_PROMPT_: Provide the number of lines in the entries below containing "PubForge", with no further words.
#### MATERIAL SHOWN ####
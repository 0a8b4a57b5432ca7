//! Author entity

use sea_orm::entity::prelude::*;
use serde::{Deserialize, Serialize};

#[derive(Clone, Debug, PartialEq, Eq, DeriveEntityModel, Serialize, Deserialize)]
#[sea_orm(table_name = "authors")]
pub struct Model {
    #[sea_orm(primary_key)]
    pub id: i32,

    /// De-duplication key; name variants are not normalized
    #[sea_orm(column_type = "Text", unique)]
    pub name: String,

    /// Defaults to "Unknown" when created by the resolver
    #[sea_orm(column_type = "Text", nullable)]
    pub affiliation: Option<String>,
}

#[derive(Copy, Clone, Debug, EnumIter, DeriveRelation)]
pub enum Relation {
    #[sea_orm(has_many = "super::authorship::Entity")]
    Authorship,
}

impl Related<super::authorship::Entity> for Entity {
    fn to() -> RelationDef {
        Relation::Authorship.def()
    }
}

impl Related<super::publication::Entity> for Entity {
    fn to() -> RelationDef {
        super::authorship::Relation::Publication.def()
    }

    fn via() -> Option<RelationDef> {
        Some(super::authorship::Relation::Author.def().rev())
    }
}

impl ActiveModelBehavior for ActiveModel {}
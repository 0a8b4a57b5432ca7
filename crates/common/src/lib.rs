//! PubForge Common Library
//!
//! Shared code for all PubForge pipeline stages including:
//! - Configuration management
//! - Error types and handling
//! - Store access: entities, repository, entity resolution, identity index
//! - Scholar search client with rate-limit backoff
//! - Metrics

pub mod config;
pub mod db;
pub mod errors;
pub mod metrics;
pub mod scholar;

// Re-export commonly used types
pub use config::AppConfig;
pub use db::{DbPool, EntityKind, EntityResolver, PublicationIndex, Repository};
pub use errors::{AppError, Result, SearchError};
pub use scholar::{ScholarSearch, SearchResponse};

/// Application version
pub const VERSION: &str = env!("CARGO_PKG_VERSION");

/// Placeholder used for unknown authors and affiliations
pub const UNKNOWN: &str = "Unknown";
####
_RESPONSE BOX_: 2